= Exercise data =
☆ ☆ ☆ ☆

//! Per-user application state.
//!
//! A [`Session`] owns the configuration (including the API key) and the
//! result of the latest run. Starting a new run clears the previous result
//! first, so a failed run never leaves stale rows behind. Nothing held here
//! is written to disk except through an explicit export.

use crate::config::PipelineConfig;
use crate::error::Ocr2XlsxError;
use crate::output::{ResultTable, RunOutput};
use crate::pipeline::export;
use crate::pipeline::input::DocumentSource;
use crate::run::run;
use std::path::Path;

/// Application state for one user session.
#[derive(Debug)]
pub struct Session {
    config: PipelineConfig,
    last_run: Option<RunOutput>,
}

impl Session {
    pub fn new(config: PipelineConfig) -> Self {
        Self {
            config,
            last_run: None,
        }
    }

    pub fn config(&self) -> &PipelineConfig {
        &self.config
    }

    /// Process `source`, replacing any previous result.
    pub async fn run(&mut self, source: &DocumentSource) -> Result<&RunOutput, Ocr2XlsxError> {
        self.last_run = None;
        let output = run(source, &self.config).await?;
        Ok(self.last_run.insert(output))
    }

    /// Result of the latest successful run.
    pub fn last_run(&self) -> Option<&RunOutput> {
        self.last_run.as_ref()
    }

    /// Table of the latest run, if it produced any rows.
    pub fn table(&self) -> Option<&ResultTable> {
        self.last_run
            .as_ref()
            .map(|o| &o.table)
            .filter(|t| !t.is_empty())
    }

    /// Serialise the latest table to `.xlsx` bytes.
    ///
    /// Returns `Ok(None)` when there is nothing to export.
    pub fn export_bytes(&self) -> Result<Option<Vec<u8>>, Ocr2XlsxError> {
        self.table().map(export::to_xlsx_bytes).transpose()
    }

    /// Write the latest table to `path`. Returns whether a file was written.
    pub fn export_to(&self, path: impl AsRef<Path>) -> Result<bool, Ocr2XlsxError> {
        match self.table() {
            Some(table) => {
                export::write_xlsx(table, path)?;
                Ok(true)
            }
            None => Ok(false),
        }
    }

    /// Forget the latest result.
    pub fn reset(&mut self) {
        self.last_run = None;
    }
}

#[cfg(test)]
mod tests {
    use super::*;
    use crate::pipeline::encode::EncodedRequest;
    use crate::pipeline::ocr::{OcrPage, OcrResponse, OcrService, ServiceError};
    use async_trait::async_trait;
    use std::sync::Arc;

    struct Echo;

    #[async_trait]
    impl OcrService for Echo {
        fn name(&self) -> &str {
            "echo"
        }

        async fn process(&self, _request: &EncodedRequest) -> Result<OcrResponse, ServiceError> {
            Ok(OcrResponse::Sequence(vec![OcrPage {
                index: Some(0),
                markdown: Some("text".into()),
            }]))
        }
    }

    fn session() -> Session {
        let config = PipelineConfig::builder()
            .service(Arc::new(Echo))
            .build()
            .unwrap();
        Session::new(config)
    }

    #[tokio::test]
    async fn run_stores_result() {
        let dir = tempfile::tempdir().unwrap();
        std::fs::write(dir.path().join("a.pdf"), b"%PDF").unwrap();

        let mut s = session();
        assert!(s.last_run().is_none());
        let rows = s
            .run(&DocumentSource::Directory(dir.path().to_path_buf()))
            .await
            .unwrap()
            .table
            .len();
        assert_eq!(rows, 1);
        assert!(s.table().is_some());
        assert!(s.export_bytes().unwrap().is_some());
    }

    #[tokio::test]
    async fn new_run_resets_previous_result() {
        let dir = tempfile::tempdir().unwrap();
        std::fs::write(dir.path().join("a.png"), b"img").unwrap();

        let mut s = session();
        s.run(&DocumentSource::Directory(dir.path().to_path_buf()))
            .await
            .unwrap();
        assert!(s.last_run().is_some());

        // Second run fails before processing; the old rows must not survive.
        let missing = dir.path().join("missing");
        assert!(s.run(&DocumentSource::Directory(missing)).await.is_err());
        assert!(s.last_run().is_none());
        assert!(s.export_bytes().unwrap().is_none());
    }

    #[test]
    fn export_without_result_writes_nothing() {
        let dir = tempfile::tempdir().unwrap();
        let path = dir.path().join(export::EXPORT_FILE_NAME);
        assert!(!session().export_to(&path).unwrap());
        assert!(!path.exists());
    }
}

☆ ☆ ☆ ☆

= Task instructions =
When you respond, give the whole listing again exactly as written.

= Written response =
//! Per-user application state.
//!
//! A [`Session`] owns the configuration (including the API key) and the
//! result of the latest run. Starting a new run clears the previous result
//! first, so a failed run never leaves stale rows behind. Nothing held here
//! is written to disk except through an explicit export.

use crate::config::PipelineConfig;
use crate::error::Ocr2XlsxError;
use crate::output::{ResultTable, RunOutput};
use crate::pipeline::export;
use crate::pipeline::input::DocumentSource;
use crate::run::run;
use std::path::Path;

/// Application state for one user session.
#[derive(Debug)]
pub struct Session {
    config: PipelineConfig,
    last_run: Option<RunOutput>,
}

impl Session {
    pub fn new(config: PipelineConfig) -> Self {
        Self {
            config,
            last_run: None,
        }
    }

    pub fn config(&self) -> &PipelineConfig {
        &self.config
    }

    /// Process `source`, replacing any previous result.
    pub async fn run(&mut self, source: &DocumentSource) -> Result<&RunOutput, Ocr2XlsxError> {
        self.last_run = None;
        let output = run(source, &self.config).await?;
        Ok(self.last_run.insert(output))
    }

    /// Result of the latest successful run.
    pub fn last_run(&self) -> Option<&RunOutput> {
        self.last_run.as_ref()
    }

    /// Table of the latest run, if it produced any rows.
    pub fn table(&self) -> Option<&ResultTable> {
        self.last_run
            .as_ref()
            .map(|o| &o.table)
            .filter(|t| !t.is_empty())
    }

    /// Serialise the latest table to `.xlsx` bytes.
    ///
    /// Returns `Ok(None)` when there is nothing to export.
    pub fn export_bytes(&self) -> Result<Option<Vec<u8>>, Ocr2XlsxError> {
        self.table().map(export::to_xlsx_bytes).transpose()
    }

    /// Write the latest table to `path`. Returns whether a file was written.
    pub fn export_to(&self, path: impl AsRef<Path>) -> Result<bool, Ocr2XlsxError> {
        match self.table() {
            Some(table) => {
                export::write_xlsx(table, path)?;
                Ok(true)
            }
            None => Ok(false),
        }
    }

    /// Forget the latest result.
    pub fn reset(&mut self) {
        self.last_run = None;
    }
}

#[cfg(test)]
mod tests {
    use super::*;
    use crate::pipeline::encode::EncodedRequest;
    use crate::pipeline::ocr::{OcrPage, OcrResponse, OcrService, ServiceError};
    use async_trait::async_trait;
    use std::sync::Arc;

    struct Echo;

    #[async_trait]
    impl OcrService for Echo {
        fn name(&self) -> &str {
            "echo"
        }

        async fn process(&self, _request: &EncodedRequest) -> Result<OcrResponse, ServiceError> {
            Ok(OcrResponse::Sequence(vec![OcrPage {
                index: Some(0),
                markdown: Some("text".into()),
            }]))
        }
    }

    fn session() -> Session {
        let config = PipelineConfig::builder()
            .service(Arc::new(Echo))
            .build()
            .unwrap();
        Session::new(config)
    }

    #[tokio::test]
    async fn run_stores_result() {
        let dir = tempfile::tempdir().unwrap();
        std::fs::write(dir.path().join("a.pdf"), b"%PDF").unwrap();

        let mut s = session();
        assert!(s.last_run().is_none());
        let rows = s
            .run(&DocumentSource::Directory(dir.path().to_path_buf()))
            .await
            .unwrap()
            .table
            .len();
        assert_eq!(rows, 1);
        assert!(s.table().is_some());
        assert!(s.export_bytes().unwrap().is_some());
    }

    #[tokio::test]
    async fn new_run_resets_previous_result() {
        let dir = tempfile::tempdir().unwrap();
        std::fs::write(dir.path().join("a.png"), b"img").unwrap();

        let mut s = session();
        s.run(&DocumentSource::Directory(dir.path().to_path_buf()))
            .await
            .unwrap();
        assert!(s.last_run().is_some());

        // Second run fails before processing; the old rows must not survive.
        let missing = dir.path().join("missing");
        assert!(s.run(&DocumentSource::Directory(missing)).await.is_err());
        assert!(s.last_run().is_none());
        assert!(s.export_bytes().unwrap().is_none());
    }

    #[test]
    fn export_without_result_writes_nothing() {
        let dir = tempfile::tempdir().unwrap();
        let path = dir.path().join(export::EXPORT_FILE_NAME);
        assert!(!session().export_to(&path).unwrap());
        assert!(!path.exists());
    }
}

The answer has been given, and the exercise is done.